Villa’s calculated risks go back further still. Their squad is stacked with former Premier League players, but that comes at a considerable cost.
It is the second most expensively assembled in the division, after Stoke, and last season led to a £71m wage bill – higher than Wolves and Fulham, who successfully bet the house on going up.
This year it has also been bolstered by high-profile loan signings such as El Ghazi, Tyrone Mings, Tammy Abraham and Axel Tuanzebe. While El Ghazi provided the cutting edge against Derby, centre-back Mings was superb in shutting out the Rams.

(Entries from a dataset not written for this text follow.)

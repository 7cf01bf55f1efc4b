//! Forest: a collection of trees with output group assignments.

use super::Tree;
use super::tree::TreeValidationError;

/// Structural validation errors for [`Forest`].
#[derive(Debug, Clone, PartialEq, Eq, thiserror::Error)]
pub enum ForestValidationError {
    #[error("base score has {len} values for {n_groups} output groups")]
    BaseScoreLenMismatch { n_groups: u32, len: usize },
    #[error("tree {tree_idx} is assigned to group {group} but the forest has {n_groups} groups")]
    TreeGroupOutOfRange {
        tree_idx: usize,
        group: u32,
        n_groups: u32,
    },
    #[error("tree {tree_idx}: {error}")]
    InvalidTree {
        tree_idx: usize,
        error: TreeValidationError,
    },
}

/// Forest of decision trees.
///
/// Each tree contributes to exactly one output group; regression and binary
/// models have a single group, `k`-class models have `k`.
#[derive(Debug, Clone)]
pub struct Forest {
    trees: Vec<Tree>,
    tree_groups: Vec<u32>,
    n_groups: u32,
    base_score: Vec<f32>,
}

impl Forest {
    /// Empty forest with a zero base score.
    pub fn new(n_groups: u32) -> Self {
        Self {
            trees: Vec::new(),
            tree_groups: Vec::new(),
            n_groups,
            base_score: vec![0.0; n_groups as usize],
        }
    }

    pub fn for_regression() -> Self {
        Self::new(1)
    }

    /// Set the per-group base score (margin space).
    pub fn with_base_score(mut self, base_score: Vec<f32>) -> Self {
        self.base_score = base_score;
        self
    }

    pub fn push_tree(&mut self, tree: Tree, group: u32) {
        self.trees.push(tree);
        self.tree_groups.push(group);
    }

    #[inline]
    pub fn n_trees(&self) -> usize {
        self.trees.len()
    }

    #[inline]
    pub fn n_groups(&self) -> u32 {
        self.n_groups
    }

    #[inline]
    pub fn base_score(&self) -> &[f32] {
        &self.base_score
    }

    pub fn trees_with_groups(&self) -> impl Iterator<Item = (&Tree, u32)> {
        self.trees.iter().zip(self.tree_groups.iter().copied())
    }

    /// Minimum sample width that covers every split feature.
    pub fn required_features(&self) -> usize {
        self.trees
            .iter()
            .filter_map(Tree::max_split_index)
            .max()
            .map_or(0, |idx| idx as usize + 1)
    }

    /// Check base score length, group assignments, and every tree.
    pub fn validate(&self) -> Result<(), ForestValidationError> {
        if self.base_score.len() != self.n_groups as usize {
            return Err(ForestValidationError::BaseScoreLenMismatch {
                n_groups: self.n_groups,
                len: self.base_score.len(),
            });
        }

        for (tree_idx, (tree, group)) in self.trees_with_groups().enumerate() {
            if group >= self.n_groups {
                return Err(ForestValidationError::TreeGroupOutOfRange {
                    tree_idx,
                    group,
                    n_groups: self.n_groups,
                });
            }
            tree.validate()
                .map_err(|error| ForestValidationError::InvalidTree { tree_idx, error })?;
        }

        Ok(())
    }
}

The consequences of all this are enormous. Villa are assured of at least £170m for returning to the big time after a three-year absence: a minimum of around £95m even if they come last next season and more if they finish higher, plus approximately £85m in parachute payments to soften the financial blow of relegation if they suffer the drop again.
In all likelihood it will be worth considerably more to Villa, while their promotion will also help to render questions about their compliance with the English Football League’s financial fair play rules close to irrelevant.
Can they stay up? They will want to retain the key loan players behind their resurgence, namely Mings, Abraham – whose availability may be complicated by his parent club Chelsea’s current threat of a transfer ban – and El Ghazi, who is owned by Lille.
Now Villa have the funds to make those deals happen. Wolves followed a similar path with the likes of Raul Jimenez, Ruben Neves and Jonny Castro. They may not like it, but Villa might want to take a leaf out of their West Midlands rivals’ book.